Unfortunately, giving myself permission to continually do less wasn’t the moment of self-care I thought it was. I was really just setting myself up for defeat. First thing the next morning, my mood would immediately turn south when I would spy that soaking pot in the sink. My to-do list had already grown, and I hadn’t even had my coffee yet.
So I ditched my huge dish drainer and replaced it with this dish mat. (The “mini” size is perfect, but don’t let the description fool you; it holds quite a lot, while also limiting my stacking capabilities.) And then I wrangled my son into helping with the drying. Because what is parenting if not outsourcing chores you hate? I wash, he dries and puts everything away. I hang the mat up to dry until it’s needed again.

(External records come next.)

async fn run() -> Result<()> {
    let cli = Cli::parse();
    let config = load_config(&cli)?;
    let _log_guard = logging::init(logging::DEFAULT_FILTER, config.log_dir.as_deref())?;

    let api = ApiClient::new(&config.base_url)?;

    match cli.command.unwrap_or(Commands::Watch) {
        Commands::Watch => {
            println!("{}", "👁  Joining the discussion...".cyan().bold());
            let session = DiscussionSession::open(&config, Arc::new(WsConnector))?;
            if let Err(err) = session.refresh_status().await {
                tracing::warn!(error = %err, "initial status fetch failed");
            }
            session.start_polling();
            follow(session).await?;
        }

        Commands::Start {
            topic,
            participants,
            company_info,
            detach,
        } => {
            println!("{}", format!("🚀 Starting discussion: {topic}").cyan().bold());
            let request = StartDiscussionRequest {
                topic,
                participants,
                company_info: company_info.into_iter().collect::<HashMap<_, _>>(),
            };
            let session = DiscussionSession::open(&config, Arc::new(WsConnector))?;
            match session.start_discussion(&request).await {
                Ok(()) => println!("{} Discussion started", "✓".green()),
                Err(err) => println!(
                    "{} {}",
                    "⚠".yellow(),
                    format!("Backend did not start the discussion: {err}").yellow()
                ),
            }
            if detach {
                for msg in session.store().messages() {
                    println!("{}", render::message(&msg));
                }
                session.close().await;
            } else {
                follow(session).await?;
            }
        }

        Commands::Send { content } => {
            let response = api.send_message(&content).await.context("sending message")?;
            print_response(&response);
        }

        Commands::Ask { expert, question } => {
            let response = api.ask_expert(&expert, &question).await.context("asking expert")?;
            print_response(&response);
        }

        Commands::Auto { action } => {
            let response = api
                .auto_discussion(action)
                .await
                .with_context(|| format!("{} auto discussion", action.as_str()))?;
            println!("{} Auto discussion: {}", "✓".green(), action.as_str().bright_white());
            print_response(&response);
        }

        Commands::Intervene => {
            let response = api.request_intervention().await.context("requesting intervention")?;
            println!("{} Intervention requested", "✓".green());
            print_response(&response);
        }

        Commands::Conclude => {
            let response = api.get_conclusion().await.context("requesting conclusion")?;
            print_response(&response);
        }

        Commands::DeepDive { question, focus } => {
            let response = api
                .deep_dive(&question, focus.as_deref())
                .await
                .context("requesting deep dive")?;
            print_response(&response);
        }

        Commands::Switch { room_id } => {
            let response = api.switch_chatroom(&room_id).await.context("switching chatroom")?;
            println!("{} Switched to {}", "✓".green(), room_id.bright_yellow());
            if let Some(switch) = response.chatroom_switch() {
                let content = switch.conversation_content.unwrap_or_default();
                for msg in &parse_transcript(&content) {
                    println!("{}", render::message(msg));
                }
            }
        }

        Commands::Rooms => {
            let rooms = api.chatrooms().await.context("listing chatrooms")?;
            let status = api.status().await.ok();
            let current = status.as_ref().and_then(|s| s.current_room_id.as_deref());
            if rooms.is_empty() {
                println!("{}", "No saved chatrooms".yellow());
            }
            for room in &rooms {
                println!("{}", render::chatroom(room, current));
            }
        }

        Commands::CreateRoom { name } => {
            let room_id = api.create_chatroom(&name).await.context("creating chatroom")?;
            println!("{} Created chatroom {}", "✓".green(), room_id.bright_yellow());
        }

        Commands::History { room_id } => {
            let content = api
                .chatroom_conversation(&room_id)
                .await
                .context("loading conversation")?;
            for msg in parse_transcript(&content) {
                println!("{}", render::message(&msg));
            }
        }

        Commands::Status => {
            let status = api.status().await.context("fetching status")?;
            let local = status.patch.apply(&Default::default());
            println!("{}", render::status(&local, status.current_room_id.as_deref()));
            if !status.discussion_started {
                println!("{}", "No discussion in progress".yellow());
            }
            match api.websocket_status().await {
                Ok(ws) => println!(
                    "{} {} ({} clients)",
                    "Realtime:".bright_black(),
                    if ws.websocket_connected { "listening".green() } else { "no clients".yellow() },
                    ws.connection_count
                ),
                Err(err) => tracing::debug!(error = %err, "websocket status unavailable"),
            }
        }

        Commands::Remember { context, agent } => {
            api.add_context(&AddContextRequest {
                context,
                agent_name: agent,
                metadata: None,
            })
            .await
            .context("adding context")?;
            println!("{} Context stored", "✓".green());
        }

        Commands::Search {
            query,
            agent,
            room,
            top_k,
        } => {
            let hits = api
                .search(&SearchRequest {
                    agent_name: agent,
                    room_id: room,
                    top_k,
                    ..SearchRequest::common(query)
                })
                .await
                .context("searching memory")?;
            if hits.is_empty() {
                println!("{}", "No matches".yellow());
            }
            for hit in &hits {
                println!("{}", render::search_hit(hit));
            }
        }

        Commands::Stats => {
            let stats = api.memory_stats().await.context("fetching memory stats")?;
            println!("{}", serde_json::to_string_pretty(&stats)?);
        }

        Commands::Personas { command } => match command {
            PersonaCommands::List => {
                let personas = api.personas().await.context("listing personas")?;
                for (name, persona) in &personas {
                    println!("{}\n", render::persona(name, persona));
                }
            }
            PersonaCommands::Update {
                agent,
                role,
                goal,
                backstory,
            } => {
                let response = api
                    .update_persona(&UpdatePersonaRequest {
                        agent_name: agent,
                        role,
                        goal,
                        backstory,
                    })
                    .await
                    .context("updating persona")?;
                print_response(&response);
            }
            PersonaCommands::Reset => {
                let response = api.reset_personas().await.context("resetting personas")?;
                print_response(&response);
            }
        },
    }

    Ok(())
}

fn print_response(response: &CommandResponse) {
    for msg in &response.messages {
        println!("{}", render::message(msg));
    }
    if let Some(msg) = response.chat_message() {
        println!("{}", render::message(&msg));
    } else if let Some(notice) = response.notice() {
        println!("{} {}", "✓".green(), notice);
    }
}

While I pat myself on the back for this newfound expanse of uncluttered counter space, there is more than just the one benefit. What I have really come to love is the stillness in the busyness of those 20 minutes with my son by my side.
Now at the end of each day, my moody preteen is nowhere to be found. Instead, a 12-year-old boy towers over me, wielding a clean drying towel and a grin. Caught in the corner between the counter and me, he jabbers away, filling up the entirety of the space. I get to hear the goofy stories about his teammates in the dugout. He tries to navigate a conversation about lunchtime politics, unsure of how to detail things because he’s unsure of what it all even means. I hear about his concern over locker-room graffiti and the evergreen frustrations of group work.
It is quiet and his homework is done. Any scheduled practice for the day is over and the only things left for him are a shower and a book in bed. His mind is free to wander up and down the incredible potential of everything he doesn’t know he doesn’t understand. My to-do list is far from finished, and probably never will be, but I’m pushing that anxiety away for the moment. My adulting can wait as I listen to him grow into his own.